Nowy bóg oczywiście w żadnym wypadku nie jest na rękę, do tego z każdą upływającą chwilą staje się coraz silniejszy i dąży do osiągnięcia maksymalnej mocy, dzięki której pozbędzie się zamachowców, którzy czyhają na jego życie. W tym celu wyszukuje odpowiednie sceny z życia przypadkowych ludzi, które w jakimś stopniu odpowiadają sytuacjom z filmów. Wtedy Crane obserwuje całe zajście i wchodzi do akcji w zaplanowanym momencie, zyskując nowych wiernych, którzy go czczą.
Narracja z punktu widzenia Dezyderiusza w pewnym sensie mnie bawiła, ponieważ w momencie, kiedy stał się bóstwem narodziło się jego drugie ja, które jest narratorem powieści. Co mnie rozśmieszało?
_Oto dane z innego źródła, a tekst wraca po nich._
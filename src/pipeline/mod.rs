//! End-to-end command pipeline
//!
//! Drives the full flow for one utterance:
//! extract -> expand compound requests -> dispatch each command with
//! one level of error recovery -> aggregate responses. When nothing
//! valid could be extracted, the pipeline falls back to a direct
//! natural-language answer instead of failing.
//!
//! Recovery depth is capped structurally: `dispatch_with_one_recovery`
//! re-dispatches corrected commands through `dispatch_once` only, so a
//! correction can never trigger a second correction.

pub mod extractor;

pub use extractor::IntentExtractor;

use serde_json::{Map, Value};

use crate::bridge::{BridgeResponse, CommandBridge};
use crate::command::{Command, ValidationIssue};
use crate::core::config::RelayConfig;
use crate::core::error::Result;
use crate::llm::{prompts, LlmSender};
use extractor::interpret_raw;

/// Apology used when even the direct-answer fallback fails
const FALLBACK_APOLOGY: &str = "Не удалось распознать команду и получить ответ от модели. \
Пожалуйста, повторите запрос.";

/// Aggregated outcome of one pipeline invocation
#[derive(Debug, Clone, PartialEq)]
pub enum PipelineResponse {
    /// Exactly one command produced a response
    Single(BridgeResponse),
    /// Multiple commands (or a recovered command fan-out) responded
    Many(Vec<BridgeResponse>),
}

/// The command pipeline, wired to its two external capabilities.
///
/// Stateless between invocations: each `process_text` call owns its
/// working data.
pub struct Pipeline<'a> {
    sender: &'a dyn LlmSender,
    bridge: &'a dyn CommandBridge,
    config: &'a RelayConfig,
    available_apps: Vec<String>,
}

impl<'a> Pipeline<'a> {
    pub fn new(
        sender: &'a dyn LlmSender,
        bridge: &'a dyn CommandBridge,
        config: &'a RelayConfig,
    ) -> Self {
        let available_apps = match &config.app_registry_path {
            Some(path) => match prompts::load_available_applications(path) {
                Ok(apps) => apps,
                Err(error) => {
                    tracing::warn!(%error, path = %path.display(), "could not read app registry");
                    Vec::new()
                }
            },
            None => Vec::new(),
        };
        Self {
            sender,
            bridge,
            config,
            available_apps,
        }
    }

    /// Process one utterance and forward the resulting commands.
    ///
    /// Returns `Ok(None)` when nothing could be sent (even the
    /// fallback dispatch failed). Only a failure during the initial
    /// extraction propagates as an error; every later step degrades
    /// instead of unwinding.
    pub async fn process_text(&self, text: &str) -> Result<Option<PipelineResponse>> {
        let result = IntentExtractor::new(self.sender)
            .with_available_apps(self.available_apps.clone())
            .extract(text)
            .await?;
        let result = self.expand_compound_request(text, result).await;

        if result.commands.is_empty() {
            log_validation_issues("no valid command extracted", &result.issues);
            let fallback = self.build_fallback_answer(text).await;
            let response = self.dispatch_once(&fallback).await;
            return Ok(response.map(PipelineResponse::Single));
        }

        if !result.issues.is_empty() {
            log_validation_issues("partial validation issues", &result.issues);
        }

        let mut responses = Vec::new();
        for command in &result.commands {
            responses.extend(self.dispatch_with_one_recovery(text, command).await);
        }

        Ok(match responses.len() {
            0 => None,
            1 => responses.into_iter().next().map(PipelineResponse::Single),
            _ => Some(PipelineResponse::Many(responses)),
        })
    }

    /// Ask for a multi-step plan when the text looks compound but only
    /// one command was extracted. Best-effort: on any failure, or when
    /// the re-derived plan has fewer than two valid commands, the
    /// original result is kept.
    async fn expand_compound_request(
        &self,
        text: &str,
        result: crate::command::ValidationResult,
    ) -> crate::command::ValidationResult {
        if result.commands.len() != 1 || !self.config.looks_multi_action(text) {
            return result;
        }

        tracing::info!("potentially compound request; asking for a multi-step plan");
        let expanded = match self.request_multistep_plan(text).await {
            Ok(expanded) => expanded,
            Err(error) => {
                tracing::warn!(%error, "unable to expand compound request");
                return result;
            }
        };

        if expanded.commands.len() < 2 {
            return result;
        }
        log_validation_issues("expanded plan validation issues", &expanded.issues);
        expanded
    }

    async fn request_multistep_plan(&self, text: &str) -> Result<crate::command::ValidationResult> {
        let raw = self
            .sender
            .complete_custom(&prompts::build_multistep_prompt(text))
            .await?;
        interpret_raw(&raw)
    }

    /// Ask the LLM to answer directly when no command could be parsed.
    /// Never fails: a broken answer call yields a fixed apology.
    async fn build_fallback_answer(&self, text: &str) -> Command {
        let answer_text = match self.sender.answer(text).await {
            Ok(answer) => {
                tracing::info!(%answer, "fallback answer from LLM");
                answer
            }
            Err(error) => {
                tracing::error!(%error, "failed to obtain fallback answer");
                FALLBACK_APOLOGY.to_string()
            }
        };

        let mut params = Map::new();
        params.insert("answer".into(), Value::String(answer_text));
        Command::new("answer_question", params)
    }

    /// Single dispatch attempt, no recovery
    async fn dispatch_once(&self, command: &Command) -> Option<BridgeResponse> {
        self.bridge.send_command(command).await
    }

    /// Dispatch a command; on an erroneous response, run the recovery
    /// sub-protocol once. Returns the responses that should stand in
    /// for this command in the aggregate (empty when nothing usable
    /// came back).
    async fn dispatch_with_one_recovery(
        &self,
        original_text: &str,
        command: &Command,
    ) -> Vec<BridgeResponse> {
        let response = self.dispatch_once(command).await;
        match response {
            Some(response) if !response.is_error() => vec![response],
            erroneous => self.attempt_recovery(original_text, command, erroneous).await,
        }
    }

    /// Ask the LLM for corrected commands and dispatch them without
    /// further recovery. Falls back to the original erroneous response
    /// when the attempt fails or yields nothing usable.
    async fn attempt_recovery(
        &self,
        original_text: &str,
        failed_command: &Command,
        error_response: Option<BridgeResponse>,
    ) -> Vec<BridgeResponse> {
        tracing::warn!(
            action = %failed_command.action,
            "bridge returned an error; requesting corrected commands"
        );

        let error_payload = error_response
            .as_ref()
            .and_then(|response| serde_json::to_value(response).ok())
            .unwrap_or_else(|| Value::Object(Map::new()));

        let recovery_result = match self
            .request_recovery_plan(original_text, failed_command, &error_payload)
            .await
        {
            Ok(result) => result,
            Err(error) => {
                tracing::error!(%error, "failed to obtain recovery commands");
                return keep_original(error_response);
            }
        };

        log_validation_issues("recovery validation issues", &recovery_result.issues);
        if recovery_result.commands.is_empty() {
            return keep_original(error_response);
        }

        let mut responses = Vec::new();
        for command in &recovery_result.commands {
            if let Some(response) = self.dispatch_once(command).await {
                responses.push(response);
            }
        }

        if responses.is_empty() {
            keep_original(error_response)
        } else {
            responses
        }
    }

    async fn request_recovery_plan(
        &self,
        original_text: &str,
        failed_command: &Command,
        error_payload: &Value,
    ) -> Result<crate::command::ValidationResult> {
        let prompt = prompts::build_error_resolution_prompt(
            original_text,
            &failed_command.to_json(),
            error_payload,
        );
        let raw = self.sender.complete_custom(&prompt).await?;
        interpret_raw(&raw)
    }
}

/// When recovery is exhausted, the original response (if any) stands
fn keep_original(error_response: Option<BridgeResponse>) -> Vec<BridgeResponse> {
    error_response.map(|response| vec![response]).unwrap_or_default()
}

fn log_validation_issues(context: &str, issues: &[ValidationIssue]) {
    if issues.is_empty() {
        return;
    }
    let messages: Vec<String> = issues
        .iter()
        .map(|issue| format!("{}: {}", issue.field, issue.message))
        .collect();
    tracing::warn!(issues = %messages.join("; "), "{context}");
}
Otóż sprzeczki bohatera z jego wewnętrznym głosem.
„– Skąd pewność, że ten dobroczyńca to nasz gość?
Loki wysunął wykałaczkę językiem, po czym obrócił ją w ustach,
na moment szeroko je otwierając.
– Instynkt macierzyński.”
Z ogromną przyjemnością wróciłam i przeczytałam wznowienie tej części, nie tylko ze względu na to, że jest to moja ulubiona część, ale również dlatego że Ćwiek w tej książce przekracza wszelkie granice! Nie widziałam jeszcze takiej książki. Mamy tu różnie poprowadzone fabuły, różne zakończenia i oczywiście jak zawsze od groma nawiązań do popkultury. Czasem docierając do pewnych punktów czułam się, jakbym grała w grę, a nie czytała książkę, ze względu na możliwy wybór toru w jakim miałaby się potoczyć się historia. To jest niesamowite jak autor zręcznie tworzy historię, tak że wszystko scala się w całość i nawet pojawienie się komiksu. Jak to w przypadku Ćwieka książkę czyta się błyskawicznie dzięki lekkiemu stylowi i wplecionemu humorowi, który powoduje, że czytelnik mimo woli zaczyna się uśmiechać. Podsumowując mój zachwyt nad tą częścią, zakończę to szczerym poleceniem książki, która jest obowiązkowa dla fanów fantastyki oraz wielbicieli Lokiego.
„– Powiedziałbym: Panie, świeć nad jego duszą,
ale tu ani pana, ani duszy, więc…
zapytam tylko:
Jedziemy tam?”
Dodatkowo po całej przyjemności jaką jest zapoznanie się z fabułą „Papieża Sztuk”, na końcu książki została przedstawiona historia Kłamcy. Znajdują się tam ciekawostki nie tylko dla fanów cyklu, lecz także dla początkujących twórców, którzy mogą się przekonać, że wydanie własnej książki jest nie tylko wielkim szczęściem, ale również czasem mocnym kopem od życia. Jak to mówią: Każdy medal ma dwie strony.
Z perspektywy czytelnika, który od jakiegoś czasu już jest fanem twórczości Jakuba Ćwieka, zdecydowanie polecam wam pójść na spotkanie autorskie, jeśli będziecie mieć taką możliwość. To co jest opisane na końcu, może i zawiera historię „Kłamcy”, ale klimatu wieczorku nic nie pobije, tak więc polecam potraktować tą część jako wstęp do najbliższego spotkania z autorem.
Za możliwość przeczytania wznowienia bardzo dziękuję Wydawnictwu SQN.